A good mantra to follow when discussing projects with clients is to offer three three types of service. Fast, Cheap, & Good.
I came across this phrase while listening to a webinar the other day and have subsequently created this print (which is now up in my studio as quiet reminder). It’s a fairly basic principle where all clients have access to three services, but can only pick two of them.
Apparently a Dr. Martin Barnes created this “project management” triangle and the phrase fast cheap good back in the 1970s.

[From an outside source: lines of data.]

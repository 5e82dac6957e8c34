//! Parameter specifications and the resolved input handed to a use case.
//!
//! A [`ParameterSpec`] says *where* a value lives in an inbound request
//! ([`ParamSource`]) and *what shape* the use case expects it in
//! ([`ParamType`]).  The resolver walks a trigger's specs and produces one
//! [`ResolvedInput`] per invocation.
//!
//! # Example metadata (TOML)
//!
//! ```toml
//! [[params]]
//! field = "request_id"
//! source = "header"
//! key = "X-Request-Id"
//! type = "string"
//! required = false
//! default = "none"
//! ```

use std::fmt;

use serde::de::DeserializeOwned;
use serde::{Deserialize, Serialize};
use serde_json::{Map, Value};

// ── Source and type enums ─────────────────────────────────────────────────────

/// Location in an inbound request or event where a raw value is looked up.
#[derive(Debug, Clone, Copy, PartialEq, Eq, Hash, PartialOrd, Ord, Serialize, Deserialize)]
#[serde(rename_all = "snake_case")]
pub enum ParamSource {
    /// A `{placeholder}` segment of the HTTP route.
    Path,
    /// A query-string parameter.
    Query,
    /// An HTTP header (looked up case-insensitively).
    Header,
    /// A field of the JSON request body.
    Body,
    /// A field of a WebSocket event payload.
    SocketPayload,
}

impl ParamSource {
    /// Returns `true` for sources that only ever carry text and therefore
    /// need parsing into the declared type.
    pub fn is_textual(self) -> bool {
        matches!(self, Self::Path | Self::Query | Self::Header)
    }

    /// Returns `true` if the source can appear on an HTTP trigger.
    pub fn available_over_http(self) -> bool {
        !matches!(self, Self::SocketPayload)
    }

    /// Returns `true` if the source can appear on a WebSocket trigger.
    pub fn available_over_socket(self) -> bool {
        matches!(self, Self::SocketPayload)
    }

    /// Stable lower-case name used in metadata files and error details.
    pub fn as_str(self) -> &'static str {
        match self {
            Self::Path => "path",
            Self::Query => "query",
            Self::Header => "header",
            Self::Body => "body",
            Self::SocketPayload => "socket_payload",
        }
    }
}

impl fmt::Display for ParamSource {
    fn fmt(&self, f: &mut fmt::Formatter<'_>) -> fmt::Result {
        f.write_str(self.as_str())
    }
}

/// Semantic type a use case expects for one input field.
#[derive(Debug, Clone, Copy, Default, PartialEq, Eq, Hash, Serialize, Deserialize)]
#[serde(rename_all = "snake_case")]
pub enum ParamType {
    #[default]
    String,
    Integer,
    Float,
    Boolean,
    Object,
    Array,
}

impl ParamType {
    /// Returns `true` if an already-structured JSON value has this type.
    ///
    /// Used to check declared defaults at startup.  Integers are accepted
    /// where a float is expected; the reverse is not.
    pub fn accepts(self, value: &Value) -> bool {
        match self {
            Self::String => value.is_string(),
            Self::Integer => value.is_i64() || value.is_u64(),
            Self::Float => value.is_number(),
            Self::Boolean => value.is_boolean(),
            Self::Object => value.is_object(),
            Self::Array => value.is_array(),
        }
    }

    pub fn as_str(self) -> &'static str {
        match self {
            Self::String => "string",
            Self::Integer => "integer",
            Self::Float => "float",
            Self::Boolean => "boolean",
            Self::Object => "object",
            Self::Array => "array",
        }
    }
}

impl fmt::Display for ParamType {
    fn fmt(&self, f: &mut fmt::Formatter<'_>) -> fmt::Result {
        f.write_str(self.as_str())
    }
}

// ── ParameterSpec ─────────────────────────────────────────────────────────────

/// Describes one expected input field of a use case.
#[derive(Debug, Clone, PartialEq, Serialize, Deserialize)]
pub struct ParameterSpec {
    /// Name of the field in the [`ResolvedInput`].
    pub field: String,

    /// Where the raw value is looked up.
    pub source: ParamSource,

    /// Lookup key at the source when it differs from `field`.
    ///
    /// For `body` and `socket_payload` sources this may be a dotted path
    /// (`customer.address.city`) into nested objects.
    #[serde(default, skip_serializing_if = "Option::is_none")]
    pub key: Option<String>,

    /// Declared type the raw value is coerced into.
    #[serde(rename = "type", default)]
    pub ty: ParamType,

    /// Whether a value must be present (or defaulted) for the use case to run.
    #[serde(default)]
    pub required: bool,

    /// Value used when the source does not carry the field.
    #[serde(default, skip_serializing_if = "Option::is_none")]
    pub default: Option<Value>,
}

impl ParameterSpec {
    /// Creates an optional spec with no default and no key override.
    pub fn new(field: impl Into<String>, source: ParamSource, ty: ParamType) -> Self {
        Self {
            field: field.into(),
            source,
            key: None,
            ty,
            required: false,
            default: None,
        }
    }

    /// Marks the field as required.
    pub fn required(mut self) -> Self {
        self.required = true;
        self
    }

    /// Sets the value used when the field is absent from the request.
    pub fn with_default(mut self, default: Value) -> Self {
        self.default = Some(default);
        self
    }

    /// Looks the value up under `key` instead of the field name.
    pub fn with_key(mut self, key: impl Into<String>) -> Self {
        self.key = Some(key.into());
        self
    }

    /// The key used at the source: the explicit `key` or else the field name.
    pub fn lookup_key(&self) -> &str {
        self.key.as_deref().unwrap_or(&self.field)
    }
}

// ── ResolvedInput ─────────────────────────────────────────────────────────────

/// Field name → coerced value mapping for exactly one invocation.
///
/// Built by the resolver, moved into the use case, never retained by the
/// engine afterwards.
#[derive(Debug, Clone, Default, PartialEq, Serialize)]
#[serde(transparent)]
pub struct ResolvedInput(Map<String, Value>);

impl ResolvedInput {
    pub fn new() -> Self {
        Self::default()
    }

    pub fn insert(&mut self, field: impl Into<String>, value: Value) {
        self.0.insert(field.into(), value);
    }

    pub fn get(&self, field: &str) -> Option<&Value> {
        self.0.get(field)
    }

    pub fn contains(&self, field: &str) -> bool {
        self.0.contains_key(field)
    }

    pub fn get_str(&self, field: &str) -> Option<&str> {
        self.0.get(field).and_then(Value::as_str)
    }

    pub fn get_i64(&self, field: &str) -> Option<i64> {
        self.0.get(field).and_then(Value::as_i64)
    }

    pub fn get_f64(&self, field: &str) -> Option<f64> {
        self.0.get(field).and_then(Value::as_f64)
    }

    pub fn get_bool(&self, field: &str) -> Option<bool> {
        self.0.get(field).and_then(Value::as_bool)
    }

    pub fn len(&self) -> usize {
        self.0.len()
    }

    pub fn is_empty(&self) -> bool {
        self.0.is_empty()
    }

    pub fn iter(&self) -> impl Iterator<Item = (&String, &Value)> {
        self.0.iter()
    }

    /// Deserializes the whole input into a use-case specific struct.
    ///
    /// # Errors
    ///
    /// Returns the `serde_json` error if the fields do not fit `T`.
    pub fn deserialize_into<T: DeserializeOwned>(&self) -> Result<T, serde_json::Error> {
        serde_json::from_value(Value::Object(self.0.clone()))
    }

    pub fn into_value(self) -> Value {
        Value::Object(self.0)
    }
}

impl From<Map<String, Value>> for ResolvedInput {
    fn from(map: Map<String, Value>) -> Self {
        Self(map)
    }
}

// ── Tests ─────────────────────────────────────────────────────────────────────

#[cfg(test)]
mod tests {
    use super::*;
    use serde_json::json;

    #[test]
    fn test_spec_deserializes_from_metadata_shape() {
        // Arrange
        let raw = json!({
            "field": "request_id",
            "source": "header",
            "key": "X-Request-Id",
            "type": "string",
            "default": "none"
        });

        // Act
        let spec: ParameterSpec = serde_json::from_value(raw).unwrap();

        // Assert
        assert_eq!(spec.source, ParamSource::Header);
        assert_eq!(spec.lookup_key(), "X-Request-Id");
        assert!(!spec.required);
        assert_eq!(spec.default, Some(json!("none")));
    }

    #[test]
    fn test_spec_type_defaults_to_string() {
        let spec: ParameterSpec =
            serde_json::from_value(json!({"field": "room", "source": "socket_payload"})).unwrap();
        assert_eq!(spec.ty, ParamType::String);
        assert_eq!(spec.source, ParamSource::SocketPayload);
    }

    #[test]
    fn test_lookup_key_falls_back_to_field() {
        let spec = ParameterSpec::new("id", ParamSource::Path, ParamType::Integer);
        assert_eq!(spec.lookup_key(), "id");
    }

    #[test]
    fn test_param_type_accepts_matching_json() {
        assert!(ParamType::Integer.accepts(&json!(3)));
        assert!(!ParamType::Integer.accepts(&json!(3.5)));
        assert!(ParamType::Float.accepts(&json!(3)));
        assert!(ParamType::Object.accepts(&json!({})));
        assert!(!ParamType::Array.accepts(&json!("[]")));
    }

    #[test]
    fn test_source_transport_availability() {
        assert!(ParamSource::Header.available_over_http());
        assert!(!ParamSource::SocketPayload.available_over_http());
        assert!(ParamSource::SocketPayload.available_over_socket());
        assert!(!ParamSource::Body.available_over_socket());
    }

    #[test]
    fn test_resolved_input_deserializes_into_struct() {
        #[derive(serde::Deserialize)]
        struct Query {
            id: i64,
            verbose: bool,
        }

        let mut input = ResolvedInput::new();
        input.insert("id", json!(42));
        input.insert("verbose", json!(true));

        let query: Query = input.deserialize_into().unwrap();

        assert_eq!(query.id, 42);
        assert!(query.verbose);
    }
}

I think it’s a fair and realistic principle in any project-related undertaking. And something that illustrators, designers and clients, should bare in mind.
Fast + Good = Expensive
This is a “drop everything” scenario, burning the midnight oil and working after hours to deliver your work to a high standard with the tightest of deadlines.
Good + Cheap = Slow
Most cases, work needs to be done ASAP but if you are constrained by budget, perhaps you can save money by planning ahead? With a longer timeframe, more thought and options can be given to a brief that might not have a need it now budget.
Fast + Cheap = Quality Suffers
As the rule says, you can’t have it all. If you don’t want to pay for first class seats, you shouldn’t be surprised if the hostess politely moves you back to economy. Something has to give, and a rushed, cheap job is the worse scenario out of the three.